----- GIVEN DATA

impl PriceAggregator {
    pub fn new(transport: Arc<dyn CandleTransport>, fetcher: Arc<dyn DailyFetcher>) -> Self {
        Self::with_config(transport, fetcher, AggregatorConfig::default())
    }

    pub fn with_config(
        transport: Arc<dyn CandleTransport>,
        fetcher: Arc<dyn DailyFetcher>,
        config: AggregatorConfig,
    ) -> Self {
        info!(
            bootstrap_enabled = config.bootstrap_enabled,
            "PriceAggregator initialized"
        );
        Self {
            inner: Arc::new(Inner {
                transport,
                fetcher,
                config,
                state: Mutex::new(State::default()),
                listeners: Mutex::new(BTreeMap::new()),
                next_listener: AtomicU64::new(1),
                metrics: AggregatorMetrics::new(),
            }),
        }
    }

    /// Start tracking `symbol`.
    ///
    /// No-op (returns false) if the symbol is already subscribed or a
    /// subscribe for it is in flight. On first sight of the symbol since the
    /// last daily reset the daily candle is bootstrapped before the live
    /// handlers are attached. Returns true once handlers are registered.
    pub async fn subscribe(&self, symbol: &str) -> bool {
        let needs_bootstrap = {
            let mut state = self.inner.state();
            let key = (symbol.to_string(), Interval::Minute);
            if state.subscriptions.contains_key(&key) || state.pending.contains(symbol) {
                debug!(symbol = %symbol, "Already subscribed");
                return false;
            }
            state.pending.insert(symbol.to_string());
            state.initialized.insert(symbol.to_string())
        };

        if needs_bootstrap && self.inner.config.bootstrap_enabled {
            if let Some(daily) = self.inner.bootstrap(symbol).await {
                self.inner.seed_daily(symbol, &daily);
            }
        }

        if !self.inner.state().pending.contains(symbol) {
            info!(symbol = %symbol, "Subscribe cancelled during bootstrap");
            return false;
        }

        let minute = self.inner.transport.subscribe(
            symbol,
            Interval::Minute,
            self.handler(symbol, Interval::Minute),
        );
        let daily = self.inner.transport.subscribe(
            symbol,
            Interval::Daily,
            self.handler(symbol, Interval::Daily),
        );

        let registered = {
            let mut state = self.inner.state();
            if state.pending.remove(symbol) {
                state
                    .subscriptions
                    .insert((symbol.to_string(), Interval::Minute), minute);
                state
                    .subscriptions
                    .insert((symbol.to_string(), Interval::Daily), daily);
                true
            } else {
                // Unsubscribed while the handlers were being attached.
                drop(state);
                minute.cancel();
                daily.cancel();
                false
            }
        };

        if registered {
            self.inner.metrics.record_subscribe();
            info!(symbol = %symbol, bootstrapped = needs_bootstrap, "Subscribed");
        }
        registered
    }

    /// Subscribe every symbol concurrently. Returns how many were newly
    /// subscribed.
    pub async fn subscribe_all<I, S>(&self, symbols: I) -> usize
    where
        I: IntoIterator<Item = S>,
        S: AsRef<str>,
    {
        let symbols: Vec<String> = symbols
            .into_iter()
            .map(|s| s.as_ref().to_string())
            .collect();
        let results = join_all(symbols.iter().map(|s| self.subscribe(s))).await;
        results.into_iter().filter(|newly| *newly).count()
    }

    /// Stop tracking `symbol`. Cached prices and bootstrap state are kept.
    ///
    /// Returns false if the symbol was not subscribed.
    pub fn unsubscribe(&self, symbol: &str) -> bool {
        let (was_pending, removed) = {
            let mut state = self.inner.state();
            let was_pending = state.pending.remove(symbol);
            let removed: Vec<Subscription> = Interval::ALL
                .iter()
                .filter_map(|interval| state.subscriptions.remove(&(symbol.to_string(), *interval)))
                .collect();
            (was_pending, removed)
        };

        if removed.is_empty() && !was_pending {
            debug!(symbol = %symbol, "Unsubscribe ignored, not subscribed");
            return false;
        }

        for subscription in removed {
            subscription.cancel();
        }
        self.inner.metrics.record_unsubscribe();
        info!(symbol = %symbol, "Unsubscribed");
        true
    }

    /// Current record for `symbol`, if any minute candle has been seen.
    pub fn get_price(&self, symbol: &str) -> Option<SymbolPrice> {
        self.inner.state().prices.get(symbol).cloned()
    }

    /// Independent copy of the full table.
    pub fn get_all_prices(&self) -> PriceTable {
        self.inner.state().prices.clone()
    }

    /// Register a listener. It is called immediately with the current table
    /// and then after every change until removed.
    ///
    /// Listeners run without internal locks held and may call back into the
    /// aggregator. A listener added during a fan-out cycle does not receive
    /// that cycle's snapshot; one removed during a cycle may still receive
    /// it.
    pub fn add_listener<F>(&self, listener: F) -> ListenerHandle
    where
        F: Fn(&PriceTable) + Send + Sync + 'static,
    {
        let listener: Listener = Arc::new(listener);
        let id = self.inner.next_listener.fetch_add(1, Ordering::Relaxed);
        self.inner.listeners().insert(id, listener.clone());
        debug!(listener_id = id, "Listener registered");

        let current = self.get_all_prices();
        self.inner.deliver(id, &listener, &current);

        ListenerHandle {
            id,
            aggregator: Arc::downgrade(&self.inner),
        }
    }

    /// Start of a new trading day: forget daily opens, volumes and which
    /// symbols were bootstrapped.
    ///
    /// Prices and subscriptions are kept. Active symbols re-seed their
    /// daily open from the next live candle; only a later
    /// unsubscribe/subscribe cycle bootstraps again.
    pub fn reset_daily_prices(&self) {
        let mut state = self.inner.state();
        let symbols = state.daily.len();
        state.daily.clear();
        state.initialized.clear();
        info!(symbols, "Daily prices reset");
    }

    pub fn is_subscribed(&self, symbol: &str) -> bool {
        self.inner
            .state()
            .subscriptions
            .contains_key(&(symbol.to_string(), Interval::Minute))
    }

    /// Actively tracked symbols in order.
    pub fn subscribed_symbols(&self) -> Vec<String> {
        self.inner
            .state()
            .subscriptions
            .keys()
            .filter(|(_, interval)| *interval == Interval::Minute)
            .map(|(symbol, _)| symbol.clone())
            .collect()
    }

    pub fn listener_count(&self) -> usize {
        self.inner.listeners().len()
    }

    pub fn metrics(&self) -> &AggregatorMetrics {
        &self.inner.metrics
    }

    /// Cancel every subscription and drop every listener.
    pub fn shutdown(&self) {
        let subscriptions = {
            let mut state = self.inner.state();
            state.pending.clear();
            std::mem::take(&mut state.subscriptions)
        };
        let listeners = std::mem::take(&mut *self.inner.listeners());

        let count = subscriptions.len();
        for subscription in subscriptions.into_values() {
            subscription.cancel();
        }
        info!(
            subscriptions = count,
            listeners = listeners.len(),
            "PriceAggregator shut down"
        );
    }

    fn handler(&self, symbol: &str, interval: Interval) -> CandleHandler {
        let aggregator: Weak<Inner> = Arc::downgrade(&self.inner);
        let symbol = symbol.to_string();
        Arc::new(move |candle: CandleEvent| {
            let Some(inner) = aggregator.upgrade() else {
                return;
            };
            match interval {
                Interval::Minute => inner.on_minute(&symbol, candle),
                Interval::Daily => inner.on_daily(&symbol, candle),
            }
        })
    }
}

/// Unregisters a listener. Dropping the handle leaves the listener
/// registered.
#[derive(Debug)]
pub struct ListenerHandle {
    id: ListenerId,
    aggregator: Weak<Inner>,
}

impl ListenerHandle {
    pub fn id(&self) -> ListenerId {
        self.id
    }

    /// Unregister. Returns false if it was already gone.
    pub fn remove(self) -> bool {
        let Some(inner) = self.aggregator.upgrade() else {
            return false;
        };
        let removed = inner.listeners().remove(&self.id).is_some();
        if removed {
            debug!(listener_id = self.id, "Listener removed");
        }
        removed
    }
}
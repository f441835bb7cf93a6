//! Derived per-symbol price records and the versioned price table
//!
//! A `SymbolPrice` merges the minute stream (price, high, low, close) with
//! the daily stream (24h volume, daily open). `PriceTable` is the full set
//! of records handed to listeners; every mutation bumps its version so a
//! listener receiving snapshots from concurrent deliveries can discard
//! older ones.

use std::collections::BTreeMap;

use rust_decimal::Decimal;
use serde::{Deserialize, Serialize};

use crate::candles::CandleEvent;

/// Canonical derived price state for one symbol.
#[derive(Debug, Clone, PartialEq, Eq, Serialize, Deserialize)]
#[serde(rename_all = "camelCase")]
pub struct SymbolPrice {
    pub symbol: String,
    /// Latest minute close.
    pub price: Decimal,
    /// Open of the latest minute candle.
    pub open: Decimal,
    pub high: Decimal,
    pub low: Decimal,
    pub close: Decimal,
    /// Opening price of the current trading day.
    pub daily_open: Decimal,
    /// `price - daily_open`
    pub change: Decimal,
    /// `change / daily_open * 100`, or zero when `daily_open <= 0`.
    pub change_percent: Decimal,
    pub volume_24h: Decimal,
    /// Unix milliseconds of the last mutation.
    pub last_update: i64,
}

impl SymbolPrice {
    /// Build a record from a minute candle against the resolved daily open.
    pub fn from_minute(
        symbol: &str,
        candle: &CandleEvent,
        daily_open: Decimal,
        volume_24h: Decimal,
        last_update: i64,
    ) -> Self {
        let (change, change_percent) = derive_change(candle.close, daily_open);
        Self {
            symbol: symbol.to_string(),
            price: candle.close,
            open: candle.open,
            high: candle.high,
            low: candle.low,
            close: candle.close,
            daily_open,
            change,
            change_percent,
            volume_24h,
            last_update,
        }
    }

    /// Recompute change metrics against a (possibly new) daily open.
    pub fn rederive(&mut self, daily_open: Decimal) {
        let (change, change_percent) = derive_change(self.price, daily_open);
        self.daily_open = daily_open;
        self.change = change;
        self.change_percent = change_percent;
    }
}

/// Compute `(change, change_percent)` of `price` against `daily_open`.
///
/// Percent is zero when the open is not positive. Arithmetic overflow also
/// yields zero rather than panicking on the delivery path.
pub fn derive_change(price: Decimal, daily_open: Decimal) -> (Decimal, Decimal) {
    let change = price.checked_sub(daily_open).unwrap_or(Decimal::ZERO);
    if daily_open <= Decimal::ZERO {
        return (change, Decimal::ZERO);
    }
    let percent = change
        .checked_div(daily_open)
        .and_then(|ratio| ratio.checked_mul(Decimal::ONE_HUNDRED))
        .unwrap_or(Decimal::ZERO);
    (change, percent)
}

/// Snapshot of every symbol's derived price.
#[derive(Debug, Clone, Default, PartialEq, Eq, Serialize, Deserialize)]
pub struct PriceTable {
    version: u64,
    prices: BTreeMap<String, SymbolPrice>,
}

impl PriceTable {
    pub fn new() -> Self {
        Self::default()
    }

    /// Monotonic mutation counter.
    pub fn version(&self) -> u64 {
        self.version
    }

    pub fn get(&self, symbol: &str) -> Option<&SymbolPrice> {
        self.prices.get(symbol)
    }

    pub fn len(&self) -> usize {
        self.prices.len()
    }

    pub fn is_empty(&self) -> bool {
        self.prices.is_empty()
    }

    pub fn into_map(self) -> BTreeMap<String, SymbolPrice> {
        self.prices
    }

    /// Insert or replace a record.
    pub(crate) fn upsert(&mut self, record: SymbolPrice) {
        self.version += 1;
        self.prices.insert(record.symbol.clone(), record);
    }

    /// Mutate an existing record in place. Returns false if absent.
    pub(crate) fn patch<F>(&mut self, symbol: &str, f: F) -> bool
    where
        F: FnOnce(&mut SymbolPrice),
    {
        match self.prices.get_mut(symbol) {
            Some(record) => {
                f(record);
                self.version += 1;
                true
            }
            None => false,
        }
    }
}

----------

Would you give the number of lines above that hold "info"? Only the number is needed.

6